I am absolutely over the Moon – how it happened re Breakfast TV… By former Daily Mirror industrial editor TERRY PATTINSON
My former Slough Express editor, Martin Trepte, recently retired, sent me a mysterious message on Facebook. He said BBC journalist/researcher Jayne McCubbin had contacted him via the Maidenhead Advertiser (publishers of the Slough Express) and wanted me to talk about the Moon landings.
I got in touch and she was thrilled to hear from me because she had spent a lot of time tracking me down. (The National Union of Journalists did not get back to her when she contacted them, which is shame, because I am a life member of th NUJ.)
Jayne’s news editor “recalled that Press Gazette had carried a story three or four years ago about a Daily Express reporter who had pulled off the Scoop of the Century while working in Manchester 50 years ago”.
I was wanted for a BBC Breakfast broadcast from Jodrell Bank, part of the coverage on the 50th anniversary of the Man on the Moon. The Beeb offered to collect me by taxi from my home in Maidenhead, but then quickly realised the fare would have been too expensive, even for them. I offered to drive and stay overnight. Jayne said the BBC would pay me 25p per mile and book me into the Alderley Edge Hotel, six miles from Jodrell Bank.

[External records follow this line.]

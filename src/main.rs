// Allow common clippy pedantic lints
#![allow(clippy::cast_possible_truncation)]
#![allow(clippy::cast_sign_loss)]
#![allow(clippy::must_use_candidate)]
#![allow(clippy::needless_pass_by_value)]

//! Voyager session CLI
//!
//! Command-line interface for logging in and fetching collections

use clap::Parser;
use voyager_session::cli::{Cli, Runner};

#[tokio::main]
async fn main() {
    let cli = Cli::parse();

    // Initialize logging; stdout carries the JSON output
    let level = if cli.verbose {
        tracing::Level::DEBUG
    } else {
        tracing::Level::INFO
    };
    tracing_subscriber::fmt()
        .with_env_filter(
            tracing_subscriber::EnvFilter::from_default_env().add_directive(level.into()),
        )
        .with_writer(std::io::stderr)
        .init();

    let runner = Runner::new(cli);

    if let Err(e) = runner.run().await {
        eprintln!("Error: {e}");
        std::process::exit(1);
    }
}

I drove to the hotel with my partner, Valerie, on July 14 ready for the interview and filming the next day. The BBC sent a taxi to pick me up at the hotel and also paid for our bed and breakfast. We enjoyed the experience so much that we stayed another day at our own expense.
I met the current Jodrell Bank director, Tim O’Brien, who was interested in my story. He said a blown-up ragout of the famous Daily Express splash had been in the reception area of the Jodrell Bank visitor centre for many years but was now stored at Manchester University.

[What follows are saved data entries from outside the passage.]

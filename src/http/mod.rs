//! HTTP module
//!
//! Provides the request transport and client-side request pacing.
//!
//! # Features
//!
//! - **Transport trait**: one request in, one response out, no retries
//! - **Cookie plumbing**: outgoing `Cookie` header, parsed `Set-Cookie`s
//! - **Rate Limiting**: Token bucket rate limiter using governor
//! - **Caller retry**: backoff on `RateLimited` for whole operations

mod rate_limit;
mod retry;
mod transport;

pub use rate_limit::{RateLimiter, RateLimiterConfig};
pub use retry::retry_rate_limited;
pub use transport::{HttpTransport, RequestBody, Transport, TransportRequest, TransportResponse};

The centre is now a massive tourist site, with an exhibition area, cafe, gift shop etc and it arranges lectures on the radio telescope’s history, hosted by academics.

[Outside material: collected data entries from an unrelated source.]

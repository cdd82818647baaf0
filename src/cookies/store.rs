//! Cookie store implementation
//!
//! Provides per-user file persistence with atomic writes.

use super::types::CookieSet;
use crate::clock::{system_clock, SharedClock};
use crate::error::{Error, Result};
use chrono::{DateTime, Utc};
use serde::{Deserialize, Serialize};
use std::path::{Path, PathBuf};
use std::sync::atomic::{AtomicU64, Ordering};
use tracing::{debug, warn};

/// Default name of the session-identifying cookie
pub const DEFAULT_SESSION_COOKIE: &str = "JSESSIONID";

/// Distinguishes temp files of concurrent writers within one process
static TEMP_COUNTER: AtomicU64 = AtomicU64::new(0);

/// On-disk record for one user
#[derive(Debug, Clone, PartialEq, Eq, Serialize, Deserialize)]
pub struct StoredSessionRecord {
    /// User the cookies belong to
    pub user_id: String,
    /// When the record was written
    pub saved_at: DateTime<Utc>,
    /// The full cookie set
    pub cookies: CookieSet,
}

/// Durable per-user cookie persistence
#[derive(Debug, Clone)]
pub struct CookieStore {
    /// Directory holding one record per user
    root: PathBuf,
    /// Name of the cookie whose expiry invalidates the whole record
    session_cookie: String,
    /// Time source for expiry checks
    clock: SharedClock,
}

impl CookieStore {
    /// Create a store rooted at `root` using the system clock
    pub fn new(root: impl AsRef<Path>) -> Self {
        Self {
            root: root.as_ref().to_path_buf(),
            session_cookie: DEFAULT_SESSION_COOKIE.to_string(),
            clock: system_clock(),
        }
    }

    /// Use a different session-identifying cookie name
    #[must_use]
    pub fn with_session_cookie(mut self, name: impl Into<String>) -> Self {
        self.session_cookie = name.into();
        self
    }

    /// Use a different clock
    #[must_use]
    pub fn with_clock(mut self, clock: SharedClock) -> Self {
        self.clock = clock;
        self
    }

    /// Get the storage root
    pub fn root(&self) -> &Path {
        &self.root
    }

    /// Path of the record for `user_id`
    pub fn record_path(&self, user_id: &str) -> Result<PathBuf> {
        if user_id.is_empty() {
            return Err(Error::storage("user id must not be empty"));
        }
        let encoded: String = url::form_urlencoded::byte_serialize(user_id.as_bytes()).collect();
        Ok(self.root.join(format!("{encoded}.json")))
    }

    /// Whether a record exists for `user_id`
    pub async fn exists(&self, user_id: &str) -> Result<bool> {
        let path = self.record_path(user_id)?;
        Ok(tokio::fs::try_exists(&path).await?)
    }

    /// Persist the full cookie set for `user_id`, replacing any previous record
    pub async fn save(&self, cookies: &CookieSet, user_id: &str) -> Result<()> {
        let path = self.record_path(user_id)?;

        tokio::fs::create_dir_all(&self.root)
            .await
            .map_err(|e| Error::storage(format!("Failed to create cookie directory: {e}")))?;

        let record = StoredSessionRecord {
            user_id: user_id.to_string(),
            saved_at: self.clock.now(),
            cookies: cookies.clone(),
        };
        let contents = serde_json::to_string_pretty(&record)
            .map_err(|e| Error::storage(format!("Failed to serialize cookies: {e}")))?;

        // Write to a temp file first, then rename for atomicity
        let temp_path = self.temp_path(&path);
        if let Err(e) = tokio::fs::write(&temp_path, &contents).await {
            return Err(Error::storage(format!("Failed to write cookie file: {e}")));
        }

        if let Err(e) = tokio::fs::rename(&temp_path, &path).await {
            if let Err(cleanup) = tokio::fs::remove_file(&temp_path).await {
                warn!(path = %temp_path.display(), error = %cleanup, "failed to remove temp cookie file");
            }
            return Err(Error::storage(format!("Failed to rename cookie file: {e}")));
        }

        debug!(user_id, cookies = cookies.len(), path = %path.display(), "saved cookies");
        Ok(())
    }

    /// Load the cookie set for `user_id`
    ///
    /// A missing record yields an empty set. A record whose session cookie
    /// expired before now fails with `SessionExpired`.
    pub async fn get(&self, user_id: &str) -> Result<CookieSet> {
        let Some(record) = self.load_record(user_id).await? else {
            debug!(user_id, "no stored cookies");
            return Ok(CookieSet::new());
        };

        let now = self.clock.now();
        for cookie in &record.cookies {
            if cookie.name == self.session_cookie && cookie.is_expired_at(now) {
                debug!(user_id, expires_at = ?cookie.expires_at, "stored session expired");
                return Err(Error::session_expired(user_id));
            }
        }

        Ok(record.cookies)
    }

    /// Read the raw record without expiry checks
    pub async fn load_record(&self, user_id: &str) -> Result<Option<StoredSessionRecord>> {
        let path = self.record_path(user_id)?;
        let contents = match tokio::fs::read_to_string(&path).await {
            Ok(contents) => contents,
            Err(e) if e.kind() == std::io::ErrorKind::NotFound => return Ok(None),
            Err(e) => return Err(Error::storage(format!("Failed to read cookie file: {e}"))),
        };

        let record: StoredSessionRecord = serde_json::from_str(&contents)
            .map_err(|e| Error::storage(format!("Failed to parse cookie file: {e}")))?;
        Ok(Some(record))
    }

    /// Remove the record for `user_id`; missing records are not an error
    pub async fn delete(&self, user_id: &str) -> Result<()> {
        let path = self.record_path(user_id)?;
        match tokio::fs::remove_file(&path).await {
            Ok(()) => {
                debug!(user_id, "deleted stored cookies");
                Ok(())
            }
            Err(e) if e.kind() == std::io::ErrorKind::NotFound => Ok(()),
            Err(e) => Err(Error::storage(format!("Failed to delete cookie file: {e}"))),
        }
    }

    fn temp_path(&self, path: &Path) -> PathBuf {
        let n = TEMP_COUNTER.fetch_add(1, Ordering::Relaxed);
        let mut name = path.file_name().unwrap_or_default().to_os_string();
        name.push(format!(".{}.{n}.tmp", std::process::id()));
        path.with_file_name(name)
    }
}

I was also thrilled to meet the First Man on Earth to see the Daily Express pictures from February 1966. He is Ian Morison who was a student astronomer at the time. He said: “I will never forget seeing those images coming through slowly. It was awesome. I have spent the last 53 years thinking that the Russians must have asked us to transmit their pictures for them.”
*PS: American journalists told me at the time they were surprised the Russians had not bumped me off.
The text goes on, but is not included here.